Drei Teams von Stonewall FC gehen regelmäßig auf Torejagd. Neben der ersten Mannschaft, die am offiziellen Ligabetrieb teilnimmt (vergleichbar mit der deutschen Landesliga), nennen sich die beiden anderen Mannschaften bewusst Sonntags- und Freizeitkicker. Mehr als 70 Mitglieder zählt der Club. Fast könnte man meinen, es handele sich um einen ganz normalen Fußballverein. Nach dem Spiel geht es gemeinsam ins Pub, es wird diskutiert, über den hart einsteigenden Gegner, den Schiedsrichter, der vielleicht etwas gegen Schwulen haben könnte – und die homophoben Sprüche, die auch heute noch fallen.
„Wir werden als Menschen wahrgenommen, die ernsthaft Fußball betreiben.“
Nicht vergessen sind die Beschimpfungen von Gegnern und Zuschauern in der Anfangszeit. Doch vieles habe sich in den vergangenen Jahren gebessert, so Eric Najib, der sich 2001 dem Verein anschloss. Ein Grund dafür sieht Najib darin, dass sich sein Team von den Stereotypen, die immer noch als Vorurteil in den Köpfen vieler herumgeistern, unterscheiden. „Wir werden als Menschen wahrgenommen, die ernsthaft Fußball betreiben. Das hilft auf dem Weg zur Normalität ungemein.“ Natürlich sei England ein „aufgeschlossenes Land“, London eine kosmopolitische Stadt, doch Najib will sich nicht zurücklehnen.

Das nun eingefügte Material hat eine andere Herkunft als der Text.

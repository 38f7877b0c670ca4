// SPDX-License-Identifier: MIT OR Apache-2.0
// Copyright (c) 2025 stagegraph contributors

//! End-to-end tests through the `stagegraph` binary

use assert_cmd::Command;
use predicates::prelude::*;
use std::path::Path;
use tempfile::TempDir;

const RELEASE_PIPELINE: &str = r#"
apiVersion: stagegraph.io/v1
kind: Pipeline
metadata:
  name: web-release
spec:
  stages:
    - name: qa
      type: node_qa
    - name: qa-ticket
      type: plan_jira
      dependsOn: [qa]
    - name: qa-signoff
      type: approval_manual
      dependsOn: [qa-ticket]
    - name: qa-image
      type: release_docker
      dependsOn: [qa-signoff]
    - name: prod
      type: node_prod
    - name: prod-ticket
      type: plan_jira
      dependsOn: [prod]
    - name: prod-image
      type: release_docker
      dependsOn: [prod-ticket]
    - name: build
      type: build_maven
"#;

const CYCLIC_PIPELINE: &str = r#"
kind: Pipeline
metadata: { name: loop }
spec:
  stages:
    - { name: a, type: build_make, dependsOn: [b] }
    - { name: b, type: test_unit, dependsOn: [a] }
"#;

fn write(dir: &Path, name: &str, content: &str) {
    std::fs::write(dir.join(name), content).unwrap();
}

fn stagegraph(dir: &Path) -> Command {
    let mut cmd = Command::cargo_bin("stagegraph").unwrap();
    cmd.current_dir(dir).env("NO_COLOR", "1");
    cmd
}

#[test]
fn test_validate_accepts_valid_descriptor() {
    let temp = TempDir::new().unwrap();
    write(temp.path(), "pipeline.yaml", RELEASE_PIPELINE);

    stagegraph(temp.path())
        .args(["validate", "pipeline.yaml"])
        .assert()
        .success()
        .stdout(predicate::str::contains("Parsed 'web-release' (8 stages)"))
        .stdout(predicate::str::contains("Descriptor is valid!"));
}

#[test]
fn test_validate_rejects_cycle() {
    let temp = TempDir::new().unwrap();
    write(temp.path(), "loop.yaml", CYCLIC_PIPELINE);

    stagegraph(temp.path())
        .args(["validate", "loop.yaml"])
        .assert()
        .failure()
        .stdout(predicate::str::contains("Circular dependency"));
}

#[test]
fn test_validate_rejects_wrong_kind() {
    let temp = TempDir::new().unwrap();
    write(
        temp.path(),
        "job.yaml",
        "kind: Job\nmetadata: { name: x }\nspec: { stages: [] }\n",
    );

    stagegraph(temp.path())
        .args(["validate", "job.yaml"])
        .assert()
        .failure()
        .stderr(predicate::str::contains("expected kind 'Pipeline'"));
}

#[test]
fn test_validate_missing_file() {
    let temp = TempDir::new().unwrap();

    stagegraph(temp.path())
        .args(["validate", "absent.yaml"])
        .assert()
        .failure()
        .stderr(predicate::str::contains("Descriptor file not found"));
}

#[test]
fn test_fields_json() {
    let temp = TempDir::new().unwrap();
    write(temp.path(), "pipeline.yaml", RELEASE_PIPELINE);

    let output = stagegraph(temp.path())
        .args(["fields", "pipeline.yaml", "--format", "json"])
        .output()
        .unwrap();
    assert!(output.status.success());

    let fields: serde_json::Value = serde_json::from_slice(&output.stdout).unwrap();
    let keys: Vec<&str> = fields
        .as_array()
        .unwrap()
        .iter()
        .map(|f| f["key"].as_str().unwrap())
        .collect();

    assert_eq!(
        keys,
        vec![
            "plan_jira",
            "approval_qa",
            "release_qa_docker",
            "release_prod_docker"
        ]
    );
    assert_eq!(fields[1]["label"], "QA Sign off(Approver)");
}

#[test]
fn test_fields_text() {
    let temp = TempDir::new().unwrap();
    write(temp.path(), "pipeline.yaml", RELEASE_PIPELINE);

    stagegraph(temp.path())
        .args(["fields", "pipeline.yaml"])
        .assert()
        .success()
        .stdout(predicate::str::contains("Prod Docker#"))
        .stdout(predicate::str::contains("Jira#"));
}

#[test]
fn test_owner_resolves_transitively() {
    let temp = TempDir::new().unwrap();
    write(temp.path(), "pipeline.yaml", RELEASE_PIPELINE);

    stagegraph(temp.path())
        .args(["owner", "pipeline.yaml", "qa-image"])
        .assert()
        .success()
        .stdout(predicate::str::starts_with("qa\n"));
}

#[test]
fn test_owner_without_environment() {
    let temp = TempDir::new().unwrap();
    write(temp.path(), "pipeline.yaml", RELEASE_PIPELINE);

    stagegraph(temp.path())
        .args(["owner", "pipeline.yaml", "build"])
        .assert()
        .success()
        .stdout(predicate::str::contains("No owning environment"));
}

#[test]
fn test_owner_unknown_stage() {
    let temp = TempDir::new().unwrap();
    write(temp.path(), "pipeline.yaml", RELEASE_PIPELINE);

    stagegraph(temp.path())
        .args(["owner", "pipeline.yaml", "nope"])
        .assert()
        .failure()
        .stderr(predicate::str::contains("Stage 'nope' not found"));
}

#[test]
fn test_graph_mermaid() {
    let temp = TempDir::new().unwrap();
    write(temp.path(), "pipeline.yaml", RELEASE_PIPELINE);

    stagegraph(temp.path())
        .args(["graph", "pipeline.yaml", "--format", "mermaid"])
        .assert()
        .success()
        .stdout(predicate::str::contains("node_1[\"qa\"]"))
        .stdout(predicate::str::contains("node_1 --> node_2"));
}

#[test]
fn test_graph_text_lists_cyclic_stages() {
    let temp = TempDir::new().unwrap();
    write(temp.path(), "loop.yaml", CYCLIC_PIPELINE);

    stagegraph(temp.path())
        .args(["graph", "loop.yaml", "--format", "text"])
        .assert()
        .success()
        .stdout(predicate::str::contains("1. a (build_make) [depends: b] [cycle]"))
        .stdout(predicate::str::contains("2. b (test_unit) [depends: a] [cycle]"));
}

#[test]
fn test_fmt_reports_dropped_dependency_once() {
    let temp = TempDir::new().unwrap();
    write(
        temp.path(),
        "pipeline.yaml",
        "kind: Pipeline\nmetadata: { name: p }\nspec:\n  stages:\n    - { name: a, type: build_make, dependsOn: [ghost] }\n",
    );

    let output = stagegraph(temp.path())
        .env_remove("RUST_LOG")
        .args(["fmt", "pipeline.yaml"])
        .output()
        .unwrap();

    assert!(output.status.success());
    let stderr = String::from_utf8_lossy(&output.stderr);
    assert_eq!(stderr.matches("ghost").count(), 1, "stderr was: {}", stderr);

    let stdout = String::from_utf8_lossy(&output.stdout);
    assert!(!stdout.contains("ghost"));
}

#[test]
fn test_fmt_fills_positions() {
    let temp = TempDir::new().unwrap();
    write(temp.path(), "pipeline.yaml", RELEASE_PIPELINE);

    stagegraph(temp.path())
        .args(["-C"])
        .arg(temp.path())
        .args(["fmt", "pipeline.yaml", "--json", "--output", "out.json"])
        .assert()
        .success();

    let written: serde_json::Value =
        serde_json::from_str(&std::fs::read_to_string(temp.path().join("out.json")).unwrap())
            .unwrap();
    let stages = written["spec"]["stages"].as_array().unwrap();
    assert_eq!(stages.len(), 8);
    assert_eq!(stages[1]["position"]["x"], 550.0);
    assert_eq!(stages[1]["dependsOn"][0], "qa");
}

#[test]
fn test_store_round_trip() {
    let temp = TempDir::new().unwrap();
    write(temp.path(), "pipeline.yaml", RELEASE_PIPELINE);
    write(temp.path(), ".stagegraph.yaml", "store:\n  directory: saved\n");

    stagegraph(temp.path())
        .args(["store", "put", "web", "pipeline.yaml"])
        .assert()
        .success();
    assert!(temp.path().join("saved").join("web.yaml").exists());

    stagegraph(temp.path())
        .args(["store", "list"])
        .assert()
        .success()
        .stdout(predicate::str::contains("web-release (8 stages)"));

    stagegraph(temp.path())
        .args(["store", "get", "web"])
        .assert()
        .success()
        .stdout(predicate::str::contains("name: web-release"));

    stagegraph(temp.path())
        .args(["store", "delete", "web"])
        .assert()
        .success();

    stagegraph(temp.path())
        .args(["store", "get", "web"])
        .assert()
        .failure()
        .stderr(predicate::str::contains("not found in store"));
}

#[test]
fn test_store_rejects_bad_id() {
    let temp = TempDir::new().unwrap();
    write(temp.path(), "pipeline.yaml", RELEASE_PIPELINE);

    stagegraph(temp.path())
        .args(["store", "put", ".secret", "pipeline.yaml"])
        .assert()
        .failure()
        .stderr(predicate::str::contains("Invalid pipeline id"));
}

Die Fußballer aus Stonewall wollen aber nicht nur auf dem Fußballplatz zeigen, dass Schwule durchaus mit dem runden Leder umgehen können. Najib sieht es als gesellschaftliche Aufgabe an, die verstaubte Einstellung mancher Menschen zu ändern. Stonewall engagiert sich deshalb in der Community, betreibt Netzwerk-Arbeit. Dass sich ausgerechnet die Großbank Barclays, Namensgeber und Hauptsponsor der Premier League, in Stonewall engagiert, gibt den schwulen Kickern zusätzlichen Auftrieb. Ob die Zeit auch reif ist für das Outing eines englischen Profis? Eric Najib schaut jetzt überhaupt nicht mehr grimmig drein. „Es wird eines Tages passieren und ich denke, dieser Fußballer wird große Unterstützung erfahren. Ja, England ist bereit, einen schwulen Fußballprofi zu akzeptieren.“
Bis es jedoch soweit ist, müssen sich die Fußballer von Stonewall FC immer mal wieder einen schwulenfeindlichen Spruch anhören. Doch Eric Najib reagiert in solchen Momenten nicht etwa wie sein Namensvetter Cantona es vielleicht tun würde. Najib, der nicht verlieren kann, wird zum Diplomat: „Meine Antwort auf Provokation ist die Bildung.“ Er knöpft sich den Gegner nicht vor, sondern redet mit ihm. Nach dem Spiel. Ruhig und sachlich erklärt er ihm dann, dass ein als Spaß verstandener Spruch zuweilen auch rassistisch sein kann. Und verletzend. Eric Najib muss im vornehmen Barnes nicht nur Bälle halten, sondern manchmal auch junge Fußballer erziehen. Alltag beim erfolgreichsten schwulen Fußballverein der Welt.